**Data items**

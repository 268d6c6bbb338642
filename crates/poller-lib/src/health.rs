//! Health check infrastructure for the IPMI poller
//!
//! Tracks the scheduler, the metrics sink and every monitored host. A host
//! whose polls fail is degraded, never unhealthy on its own account, so one
//! dead BMC does not fail the liveness probe of the whole poller.

use serde::Serialize;
use std::collections::HashMap;
use std::sync::Arc;
use tokio::sync::RwLock;

/// Ordered from best to worst, so the overall status is the maximum
#[derive(Debug, Clone, Copy, PartialEq, Eq, PartialOrd, Ord, Serialize)]
#[serde(rename_all = "lowercase")]
pub enum ComponentStatus {
    Healthy,
    /// Still polling, with failures reported in the message
    Degraded,
    Unhealthy,
}

#[derive(Debug, Clone, Serialize)]
pub struct ComponentHealth {
    pub status: ComponentStatus,
    #[serde(skip_serializing_if = "Option::is_none")]
    pub message: Option<String>,
    pub last_check_timestamp: i64,
}

impl ComponentHealth {
    fn new(status: ComponentStatus, message: Option<String>) -> Self {
        Self {
            status,
            message,
            last_check_timestamp: chrono::Utc::now().timestamp(),
        }
    }
}

/// Body of `/healthz`
#[derive(Debug, Clone, Serialize)]
pub struct HealthResponse {
    pub status: ComponentStatus,
    pub components: HashMap<String, ComponentHealth>,
}

/// Body of `/readyz`
#[derive(Debug, Clone, Serialize)]
pub struct ReadinessResponse {
    pub ready: bool,
    #[serde(skip_serializing_if = "Option::is_none")]
    pub reason: Option<String>,
}

pub mod components {
    pub const SCHEDULER: &str = "scheduler";
    pub const METRICS_SINK: &str = "metrics_sink";

    /// Component tracking the polls of one host
    pub fn host(host: &str) -> String {
        format!("host:{}", host)
    }
}

#[derive(Debug, Clone, Default)]
pub struct HealthRegistry {
    components: Arc<RwLock<HashMap<String, ComponentHealth>>>,
    ready: Arc<RwLock<bool>>,
}

impl HealthRegistry {
    pub fn new() -> Self {
        Self::default()
    }

    /// Start tracking a component as healthy
    pub async fn register(&self, name: &str) {
        self.set_healthy(name).await;
    }

    pub async fn set_healthy(&self, name: &str) {
        self.set(name, ComponentStatus::Healthy, None).await;
    }

    pub async fn set_degraded(&self, name: &str, message: impl Into<String>) {
        self.set(name, ComponentStatus::Degraded, Some(message.into()))
            .await;
    }

    pub async fn set_unhealthy(&self, name: &str, message: impl Into<String>) {
        self.set(name, ComponentStatus::Unhealthy, Some(message.into()))
            .await;
    }

    async fn set(&self, name: &str, status: ComponentStatus, message: Option<String>) {
        self.components
            .write()
            .await
            .insert(name.to_string(), ComponentHealth::new(status, message));
    }

    pub async fn set_ready(&self, ready: bool) {
        *self.ready.write().await = ready;
    }

    pub async fn component(&self, name: &str) -> Option<ComponentHealth> {
        self.components.read().await.get(name).cloned()
    }

    pub async fn health(&self) -> HealthResponse {
        let components = self.components.read().await.clone();
        let status = components
            .values()
            .map(|health| health.status)
            .max()
            .unwrap_or(ComponentStatus::Healthy);

        HealthResponse { status, components }
    }

    /// Ready once polling is scheduled and for as long as the scheduler runs;
    /// host failures never affect readiness
    pub async fn readiness(&self) -> ReadinessResponse {
        let reason = if !*self.ready.read().await {
            Some("Poller not yet scheduling")
        } else if self
            .component(components::SCHEDULER)
            .await
            .is_some_and(|h| h.status == ComponentStatus::Unhealthy)
        {
            Some("Scheduler stopped")
        } else {
            None
        };

        ReadinessResponse {
            ready: reason.is_none(),
            reason: reason.map(str::to_string),
        }
    }
}

#[cfg(test)]
mod tests {
    use super::*;

    #[tokio::test]
    async fn test_empty_registry_is_healthy_but_not_ready() {
        let registry = HealthRegistry::new();

        let health = registry.health().await;
        assert_eq!(health.status, ComponentStatus::Healthy);
        assert!(health.components.is_empty());

        let readiness = registry.readiness().await;
        assert!(!readiness.ready);
        assert_eq!(readiness.reason.as_deref(), Some("Poller not yet scheduling"));
    }

    #[tokio::test]
    async fn test_degraded_host_degrades_overall_status() {
        let registry = HealthRegistry::new();
        registry.register(components::SCHEDULER).await;
        registry.register(&components::host("bmc-1")).await;

        registry
            .set_degraded(&components::host("bmc-1"), "Collection aborted")
            .await;

        let health = registry.health().await;
        assert_eq!(health.status, ComponentStatus::Degraded);
        assert_eq!(
            health.components["host:bmc-1"].message.as_deref(),
            Some("Collection aborted")
        );
        assert_eq!(
            health.components[components::SCHEDULER].status,
            ComponentStatus::Healthy
        );
    }

    #[tokio::test]
    async fn test_unhealthy_host_keeps_poller_ready() {
        let registry = HealthRegistry::new();
        registry.register(components::SCHEDULER).await;
        registry
            .set_unhealthy(&components::host("bmc-2"), "poll pass panicked")
            .await;
        registry.set_ready(true).await;

        assert_eq!(registry.health().await.status, ComponentStatus::Unhealthy);
        assert!(registry.readiness().await.ready);
    }

    #[tokio::test]
    async fn test_stopped_scheduler_is_not_ready() {
        let registry = HealthRegistry::new();
        registry.register(components::SCHEDULER).await;
        registry.set_ready(true).await;
        assert!(registry.readiness().await.ready);

        registry
            .set_unhealthy(components::SCHEDULER, "poll scheduler stopped")
            .await;

        let readiness = registry.readiness().await;
        assert!(!readiness.ready);
        assert_eq!(readiness.reason.as_deref(), Some("Scheduler stopped"));
    }
}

**Required action**
Return, word for word, every line from the top of the entries down to the line that holds "pub const METRICS_SINK: &str", both included.

**Result of this exercise**
repository 268d6c6bbb338642
filename crates/poller-lib/src/health.rs
//! Health check infrastructure for the IPMI poller
//!
//! Tracks the scheduler, the metrics sink and every monitored host. A host
//! whose polls fail is degraded, never unhealthy on its own account, so one
//! dead BMC does not fail the liveness probe of the whole poller.

use serde::Serialize;
use std::collections::HashMap;
use std::sync::Arc;
use tokio::sync::RwLock;

/// Ordered from best to worst, so the overall status is the maximum
#[derive(Debug, Clone, Copy, PartialEq, Eq, PartialOrd, Ord, Serialize)]
#[serde(rename_all = "lowercase")]
pub enum ComponentStatus {
    Healthy,
    /// Still polling, with failures reported in the message
    Degraded,
    Unhealthy,
}

#[derive(Debug, Clone, Serialize)]
pub struct ComponentHealth {
    pub status: ComponentStatus,
    #[serde(skip_serializing_if = "Option::is_none")]
    pub message: Option<String>,
    pub last_check_timestamp: i64,
}

impl ComponentHealth {
    fn new(status: ComponentStatus, message: Option<String>) -> Self {
        Self {
            status,
            message,
            last_check_timestamp: chrono::Utc::now().timestamp(),
        }
    }
}

/// Body of `/healthz`
#[derive(Debug, Clone, Serialize)]
pub struct HealthResponse {
    pub status: ComponentStatus,
    pub components: HashMap<String, ComponentHealth>,
}

/// Body of `/readyz`
#[derive(Debug, Clone, Serialize)]
pub struct ReadinessResponse {
    pub ready: bool,
    #[serde(skip_serializing_if = "Option::is_none")]
    pub reason: Option<String>,
}

pub mod components {
    pub const SCHEDULER: &str = "scheduler";
    pub const METRICS_SINK: &str = "metrics_sink";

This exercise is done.